2. Massively parallel hardware While the speed that brains work at may not be very significant, the total amount of computation done by a brain is enormous. For example, estimates of 10¹⁵ neural connections are credible. Chip designers, who are stymied in the production of sequential execution speed are parallelizing via speculative execution, special instruction sets, “hyperthreading”, dual core processors, SMP machines, and clusters. It will be awhile before computers can execute as many parallel instructions as computer processors, but not as long as you might expect—the cell processor claims 0.25*10¹² floating point operations per second.

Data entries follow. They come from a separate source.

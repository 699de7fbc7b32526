use uom::si::{
    f64::{Length, Time},
    length::meter,
    time::second,
};

use crate::{
    models::flow::vessel::core::{InputError, InputField},
    support::constraint::{Constraint, StrictlyPositive},
};

/// The quantity held fixed; the other one is solved for.
#[derive(Debug, Clone, Copy, PartialEq)]
pub enum Given {
    /// Find the diameter that completes the transfer in this time.
    TargetTime(Time),

    /// Find the transfer time through a restriction of this diameter.
    Diameter(Length),
}

/// Which way a solve runs.
#[derive(Debug, Clone, Copy, PartialEq, Eq)]
pub enum SolveDirection {
    DiameterFromTime,
    TimeFromDiameter,
}

impl Given {
    /// Returns the solve direction implied by the given quantity.
    #[must_use]
    pub fn direction(&self) -> SolveDirection {
        match self {
            Self::TargetTime(_) => SolveDirection::DiameterFromTime,
            Self::Diameter(_) => SolveDirection::TimeFromDiameter,
        }
    }

    /// Checks the given value is finite and positive, in SI units.
    pub(crate) fn validate(&self) -> Result<Request, InputError> {
        match *self {
            Self::TargetTime(time) => {
                positive(InputField::TargetTime, time.get::<second>()).map(Request::TargetTime)
            }
            Self::Diameter(diameter) => {
                positive(InputField::Diameter, diameter.get::<meter>()).map(Request::Diameter)
            }
        }
    }
}

/// A validated request in SI scalars.
#[derive(Debug, Clone, Copy, PartialEq)]
pub(crate) enum Request {
    TargetTime(f64),
    Diameter(f64),
}

/// Parses a target time in seconds from raw text.
///
/// Blank or non-numeric text reads as `NaN` and is rejected like any other
/// non-finite or non-positive value.
///
/// ```
/// use twine_gas_transfer::models::flow::vessel::parse_target_time;
/// use uom::si::time::second;
///
/// assert_eq!(parse_target_time(" 175 ").unwrap().get::<second>(), 175.0);
///
/// let err = parse_target_time("").unwrap_err();
/// assert!(err.parsed.is_nan());
/// ```
///
/// # Errors
///
/// Returns an [`InputError`] carrying the raw text and the parsed value.
pub fn parse_target_time(raw: &str) -> Result<Time, InputError> {
    let parsed = raw.trim().parse::<f64>().unwrap_or(f64::NAN);
    if parsed.is_finite() && parsed > 0.0 {
        Ok(Time::new::<second>(parsed))
    } else {
        Err(InputError {
            field: InputField::TargetTime,
            raw: raw.to_owned(),
            parsed,
        })
    }
}

/// Accepts a finite, strictly positive value.
pub(crate) fn positive(field: InputField, value: f64) -> Result<f64, InputError> {
    if value.is_finite() && StrictlyPositive::check(&value).is_ok() {
        Ok(value)
    } else {
        Err(InputError::numeric(field, value))
    }
}

#[cfg(test)]
mod tests {
    use super::*;

    use approx::assert_relative_eq;

    #[test]
    fn direction_follows_given() {
        let time = Given::TargetTime(Time::new::<second>(175.0));
        let diameter = Given::Diameter(Length::new::<meter>(1e-5));
        assert_eq!(time.direction(), SolveDirection::DiameterFromTime);
        assert_eq!(diameter.direction(), SolveDirection::TimeFromDiameter);
    }

    #[test]
    fn zero_target_time_is_rejected() {
        let err = Given::TargetTime(Time::new::<second>(0.0))
            .validate()
            .unwrap_err();
        assert_eq!(err.field, InputField::TargetTime);
        assert_relative_eq!(err.parsed, 0.0);
        assert_eq!(err.raw, "0");
    }

    #[test]
    fn non_finite_diameter_is_rejected() {
        let err = Given::Diameter(Length::new::<meter>(f64::INFINITY))
            .validate()
            .unwrap_err();
        assert_eq!(err.field, InputField::Diameter);
        assert!(err.parsed.is_infinite());
    }

    #[test]
    fn parse_rejects_blank_and_garbage() {
        for raw in ["", "   ", "abc", "-3", "0", "inf", "NaN"] {
            let err = parse_target_time(raw).unwrap_err();
            assert_eq!(err.raw, raw);
            assert!(!(err.parsed > 0.0 && err.parsed.is_finite()), "{raw}");
        }
        assert!(parse_target_time("").unwrap_err().parsed.is_nan());
    }

    #[test]
    fn parse_accepts_scientific_notation() {
        let t = parse_target_time("1.75e2").unwrap();
        assert_relative_eq!(t.get::<second>(), 175.0);
    }
}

Putting these observations together, we see that computers are becoming more ’rounded’ in their strengths which suggests highly parallelizable algorithms using large quantities of memory may become more viable solutions for search problems. These qualities of ‘highly parallelizable’ and ‘incorporating long term memory’ characterize many of our prediction algorithms.
We have gained a finer understanding of what learning is and how it can take place.

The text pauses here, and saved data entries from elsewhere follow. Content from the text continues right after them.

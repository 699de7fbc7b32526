//! Diameter-from-time inversion of the orifice model.
//!
//! The search runs in stages:
//!
//! 1. Seed a bracket from the cache hint, or the configured default.
//! 2. Normalize and widen the bracket until it holds the target.
//! 3. Find `t(A) = target` with Brent's method on `ln A`, retrying with
//!    bisection when configured.
//! 4. Reject a root sitting on a bracket end unless it meets the tolerance.
//! 5. Forward-verify the root, refining it locally if it misses.
//!
//! Every stage evaluates time through the same [`Forward`] function.

mod bracket;
mod fallback;
mod refine;

pub(crate) use bracket::Bracket;

use std::f64::consts::PI;

use uom::si::{
    area::square_meter,
    f64::{Area, Length, Time},
    length::meter,
    time::second,
};

use crate::support::{gas::flow, quadrature, root::brent};

use super::{
    AreaBracket, BracketCache, BracketingKind, Bound, CacheKey, Conditions, ConvergenceError,
    ConvergenceKind, EventSink, InputError, InputField, ResidualError, SolveError, SolveEvent,
    SolverConfig, TracePoint, orifice, relative_residual,
};

use refine::Outcome;

/// Forward transfer time `t(A)` of the orifice model.
pub(crate) struct Forward<'a> {
    conditions: &'a Conditions,
    quadrature: &'a quadrature::Config,
}

/// A forward-evaluated area.
#[derive(Debug, Clone, Copy, PartialEq)]
pub(crate) struct Point {
    pub(crate) area: f64,
    pub(crate) time: f64,
    pub(crate) residual: f64,
}

impl<'a> Forward<'a> {
    pub(crate) fn new(conditions: &'a Conditions, quadrature: &'a quadrature::Config) -> Self {
        Self {
            conditions,
            quadrature,
        }
    }

    /// Transfer time in seconds through area `area` (m²).
    pub(crate) fn time(&self, area: f64) -> Result<f64, SolveError> {
        Ok(orifice::time(self.conditions, area, self.quadrature)?.total())
    }

    pub(crate) fn point(&self, area: f64, target: f64) -> Result<Point, SolveError> {
        let time = self.time(area)?;
        Ok(Point {
            area,
            time,
            residual: relative_residual(time, target),
        })
    }
}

In the beginning, on the applied side, learning was simply understood at a ‘type’ level with a relatively sparse set of types such as ‘binary classification’ and ‘multiclass classification’. Evidence of this can be seen in the UCI machine learning repository where most learning problems are ‘projected’ (via throwing away extra information) into binary or multiclass prediction even when the original problem was significantly different.

What we have learned since then is that it is critical to consider:
1. The natural distribution over instances. What is meant here is that instances come from some process and it is only necessary to perform well with respect to the samples produced by that process. This observation guides us to focus attention in learning machines.
  At the theoretical level, it is difficult to even think about learning problems without considering some natural distribution over the instances we need to predict. At the practical level, there are many cases where people have enjoyed grealy improved success simply by using the natural distribution. This occurs repeatedly in the learning reductions analysis (an exemplar is here), but this core observation is common elsewhere as well.
2. Richer classification problems. It turns out that many of the details lost in translation of a problem to multiclass or binary classification are very important. For example, if one failure mode is much more severe than another exposing that to the learning machine can make a huge difference in performance. We now have a number of techniques for exposing this information to learning machines and can use much richer side information.
The basic claim here is that understanding these two concepts is key to mixing search and prediction. Considering the ‘natural distribution’ is important because search systems create their own distribution over instances. This property of ‘self-creating distribution’ implies that it is easy to misdesign a combined learning/search system. For example, it is easy to train the learning algorithm on samples drawn from the wrong process.

The value of searching in some direction vs. another direction is not easily described as a simple classification problem. Consequently, projecting away this information, as might have been done a decade ago, can result in a large performance loss.